* Activity *
Look through the entries below for the string "aurora", and copy each line where it is found.

* Record set *

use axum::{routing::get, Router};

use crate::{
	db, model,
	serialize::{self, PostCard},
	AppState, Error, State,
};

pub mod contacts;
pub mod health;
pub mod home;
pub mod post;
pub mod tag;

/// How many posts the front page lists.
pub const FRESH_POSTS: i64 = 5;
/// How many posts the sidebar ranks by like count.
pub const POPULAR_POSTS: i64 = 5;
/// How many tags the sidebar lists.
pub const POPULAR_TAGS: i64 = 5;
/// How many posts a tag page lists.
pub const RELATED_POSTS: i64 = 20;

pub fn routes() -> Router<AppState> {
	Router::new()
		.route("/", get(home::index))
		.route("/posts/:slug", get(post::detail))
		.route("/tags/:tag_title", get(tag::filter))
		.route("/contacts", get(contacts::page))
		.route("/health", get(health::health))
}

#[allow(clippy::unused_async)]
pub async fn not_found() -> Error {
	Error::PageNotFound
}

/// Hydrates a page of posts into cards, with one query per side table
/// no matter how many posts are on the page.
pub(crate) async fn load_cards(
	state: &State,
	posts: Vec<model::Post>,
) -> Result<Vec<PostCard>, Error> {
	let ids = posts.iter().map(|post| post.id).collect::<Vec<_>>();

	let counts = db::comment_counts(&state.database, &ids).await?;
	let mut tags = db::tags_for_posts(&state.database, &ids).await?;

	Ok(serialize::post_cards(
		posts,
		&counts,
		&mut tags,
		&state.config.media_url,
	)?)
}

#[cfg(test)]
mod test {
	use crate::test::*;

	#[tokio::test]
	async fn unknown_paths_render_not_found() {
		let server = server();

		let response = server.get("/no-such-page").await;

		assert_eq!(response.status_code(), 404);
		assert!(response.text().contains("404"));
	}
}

--

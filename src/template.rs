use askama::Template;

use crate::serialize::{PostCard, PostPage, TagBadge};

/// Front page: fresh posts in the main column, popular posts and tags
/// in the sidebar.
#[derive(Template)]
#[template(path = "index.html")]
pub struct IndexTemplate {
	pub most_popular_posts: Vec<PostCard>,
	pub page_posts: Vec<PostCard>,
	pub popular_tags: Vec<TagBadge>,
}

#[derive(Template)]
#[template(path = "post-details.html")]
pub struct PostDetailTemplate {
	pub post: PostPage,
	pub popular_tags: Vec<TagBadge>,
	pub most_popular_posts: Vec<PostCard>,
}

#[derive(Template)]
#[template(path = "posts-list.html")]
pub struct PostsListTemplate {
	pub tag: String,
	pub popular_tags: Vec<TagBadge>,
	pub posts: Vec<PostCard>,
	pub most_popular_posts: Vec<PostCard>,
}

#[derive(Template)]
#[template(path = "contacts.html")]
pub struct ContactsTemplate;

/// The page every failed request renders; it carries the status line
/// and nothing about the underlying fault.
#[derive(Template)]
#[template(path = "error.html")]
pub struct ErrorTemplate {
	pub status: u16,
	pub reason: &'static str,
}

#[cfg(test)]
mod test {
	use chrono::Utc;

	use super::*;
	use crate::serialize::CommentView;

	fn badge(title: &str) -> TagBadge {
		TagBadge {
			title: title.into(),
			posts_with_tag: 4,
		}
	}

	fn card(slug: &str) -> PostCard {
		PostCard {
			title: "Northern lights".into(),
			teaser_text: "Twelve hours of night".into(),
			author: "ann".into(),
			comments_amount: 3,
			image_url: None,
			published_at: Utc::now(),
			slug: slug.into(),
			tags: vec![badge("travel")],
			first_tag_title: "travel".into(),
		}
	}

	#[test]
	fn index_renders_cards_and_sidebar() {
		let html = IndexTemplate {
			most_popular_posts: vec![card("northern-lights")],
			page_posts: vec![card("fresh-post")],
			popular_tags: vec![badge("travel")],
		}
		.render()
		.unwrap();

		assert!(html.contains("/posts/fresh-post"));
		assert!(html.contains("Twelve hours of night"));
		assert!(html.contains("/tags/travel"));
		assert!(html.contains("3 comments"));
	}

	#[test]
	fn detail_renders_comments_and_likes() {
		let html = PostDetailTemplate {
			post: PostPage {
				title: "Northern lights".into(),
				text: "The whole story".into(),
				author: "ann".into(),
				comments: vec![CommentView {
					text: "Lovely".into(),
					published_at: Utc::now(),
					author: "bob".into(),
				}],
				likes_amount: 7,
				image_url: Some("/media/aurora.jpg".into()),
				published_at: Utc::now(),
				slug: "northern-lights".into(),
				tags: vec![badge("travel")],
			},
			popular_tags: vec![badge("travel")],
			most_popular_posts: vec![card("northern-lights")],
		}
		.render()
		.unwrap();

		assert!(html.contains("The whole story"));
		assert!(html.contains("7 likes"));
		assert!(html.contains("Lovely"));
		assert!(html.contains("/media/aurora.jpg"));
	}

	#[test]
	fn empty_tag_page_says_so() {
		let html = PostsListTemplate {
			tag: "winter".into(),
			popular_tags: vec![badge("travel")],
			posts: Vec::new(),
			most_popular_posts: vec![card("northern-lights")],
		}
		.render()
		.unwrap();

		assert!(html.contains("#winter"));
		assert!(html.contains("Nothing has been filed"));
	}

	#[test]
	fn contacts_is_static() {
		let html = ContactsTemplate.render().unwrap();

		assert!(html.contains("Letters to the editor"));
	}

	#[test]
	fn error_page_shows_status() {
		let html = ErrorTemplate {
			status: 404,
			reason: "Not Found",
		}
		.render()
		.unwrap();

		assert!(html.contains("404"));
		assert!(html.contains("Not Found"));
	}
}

* Problem solution *
				image_url: Some("/media/aurora.jpg".into()),
		assert!(html.contains("/media/aurora.jpg"));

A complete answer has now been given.